Além disso, levantamento do Sindicato dos Auditores-Fiscais da Receita Federal calculou a defasagem média da tabela do Imposto de Renda em 149,56%, levando em consideração os resíduos inflacionários acumulados desde 1996 (ano do fim do reajuste automático).
“Isso acontece porque mesmo quando não se corrige a tabela progressiva do imposto de renda pela inflação do período, as pessoas têm o seu salário corrigido. O que faz com que elas paguem mais IRPF, pois elas mudam de faixa de incidência mesmo sem ganho real”, destaca Lettieri.
Ele ainda destaca que uma parte significativa das pessoas que hoje contribuem com 27,5% de alíquota de IRPF sequer pagaria o tributo se a tabela fosse corrigida em sua integralidade.
Segundo cálculos do sindicato, nenhum contribuinte com renda tributável mensal inferior a R$ 4.899,69 pagaria Imposto de Renda. Ou seja, apenas a partir desse valor incidiria a alíquota inicial, que é de 7,5% e a contribuição máxima do imposto alcançaria apenas os indivíduos com renda mensal acima de R$ 12.176,03.
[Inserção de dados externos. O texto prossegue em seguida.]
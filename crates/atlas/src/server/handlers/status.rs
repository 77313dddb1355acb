//! Status and version endpoint handlers

use axum::{extract::State, response::Json};
use uuid::Uuid;

use crate::server::types::{
  ApiInfoResponse, ApiVersions, BaseResponse, StatusResponse, VersionResponse,
};
use crate::server::AppState;

/// GET /status - Health check endpoint
pub async fn status(State(state): State<AppState>) -> Json<BaseResponse<StatusResponse>> {
  let transaction_id = Uuid::new_v4();
  let version = env!("CARGO_PKG_VERSION");

  let response = StatusResponse {
    status: "healthy".to_string(),
    store_url: state.store.config().base_url.clone(),
    version: version.to_string(),
  };

  Json(BaseResponse::success(response, transaction_id))
}

/// GET /version - Returns current API version
pub async fn version() -> Json<BaseResponse<VersionResponse>> {
  let transaction_id = Uuid::new_v4();
  let version = env!("CARGO_PKG_VERSION");
  let response = VersionResponse { version: version.to_string() };

  Json(BaseResponse::success(response, transaction_id))
}

/// GET /api - Returns API information and supported versions
pub async fn api_info() -> Json<BaseResponse<ApiInfoResponse>> {
  let transaction_id = Uuid::new_v4();
  let version = env!("CARGO_PKG_VERSION");
  let response = ApiInfoResponse {
    latest: version.to_string(),
    versions: ApiVersions { latest: version.to_string(), active: vec![version.to_string()] },
  };

  Json(BaseResponse::success(response, transaction_id))
}
//! Atlas REST Server
//!
//! HTTP REST API server for the Atlas location-intelligence product.
//! Serves the dashboard statistics, directory lookups, and the
//! prediction stub over the remote table store.

use anyhow::Result;
use clap::Parser;
use std::net::SocketAddr;
use tracing_subscriber::{filter::EnvFilter, fmt, prelude::*};

use atlas::server::startup::start_server;
use atlas::store::StoreClient;

#[derive(Parser)]
#[command(name = "atlas_server")]
#[command(about = "Atlas REST API Server")]
#[command(version = env!("CARGO_PKG_VERSION"))]
struct Args {
  /// Server bind address
  #[arg(long, default_value = "127.0.0.1:4600")]
  bind: SocketAddr,

  /// Enable verbose logging
  #[arg(short, long)]
  verbose: bool,
}

#[tokio::main]
async fn main() -> Result<()> {
  let args = Args::parse();

  // Keep hyper and tower noise down unless verbose was requested
  let filter = if args.verbose {
    EnvFilter::new("info,hyper=warn")
  } else {
    EnvFilter::new("atlas=info,tower_http=warn,warn")
  };

  tracing_subscriber::registry().with(fmt::layer()).with(filter).init();

  quill::info!(&format!("Starting Atlas REST Server v{}", env!("CARGO_PKG_VERSION")));
  quill::info!(&format!("Binding to address: {}", args.bind));

  let store = StoreClient::from_env()?;
  quill::info!(&format!("Table store: {}", store.config().base_url));

  start_server(args.bind, store).await?;

  Ok(())
}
“No universo individual, perde-se o poder de compra, fazendo com que, na prática, sejam necessários mais recursos financeiros para dar conta dos desembolsos mensais, aumentando a carga tributária efetiva a ser paga” ressalta Simone Alves da Costa.
“Pensando em termos coletivos, é um processo que agrava a desigualdade social, fazendo com que, proporcionalmente, os de menor renda paguem mais impostos, além de inibir os investimentos e a produtividade do País”, completa.
Os impactos do reajuste do limite de isenção
Carlos Lopes, economista do BV, aponta que quanto o reajuste da tabela é feito abaixo da inflação, a cada ano que passa mais pessoas passam a pagar IR, pois saem da faixa de isenção.
Por isso, o impacto para a população do reajuste integral da tabela é que todos pagariam menos, e uma parte sequer pagaria Imposto de Renda. De acordo com o Diretor de Assuntos Técnicos do Sindifisco Nacional, se o reajuste fosse na casa dos R$ 5 mil, mais de 29 milhões de brasileiros estariam isentos do IR.
“Assim, o contribuinte tende a ajustar seus desembolsos financeiros em função do recurso que está disponível. A revisão, efetuando as devidas correções, tende a aumentar o poder de compra do cidadão, fazendo com que mais pessoas estejam dentro da faixa de isenção, bem como reduzindo a carga tributária efetiva”, diz a professora da FIA Business School.
Já para o governo, o reajuste integral da tabela, levando em consideração todos os resíduos inflacionários que não foram reajustados desde 1996, implicaria uma renúncia fiscal de R$ 135,8 bilhões, o que representa uma perda significativa de arrecadação.
“Porém, existem medidas, como uma maior tributação do topo da pirâmide social, que poderiam fazer essa compensação. Esta é uma questão central que deve fazer parte da reforma tributária da renda que, esperamos, seja discutida ainda este ano no Congresso Nacional”, destaca Lettieri.
O economista do BV ainda ressalta que na prática, ao não reajustar a tabela do IR, o governo está escolhendo aumentar a base de incidência do imposto. E, que caso ele decida pela isenção até R$ 5 mil, o impacto anual seria de aproximadamente 1% do PIB.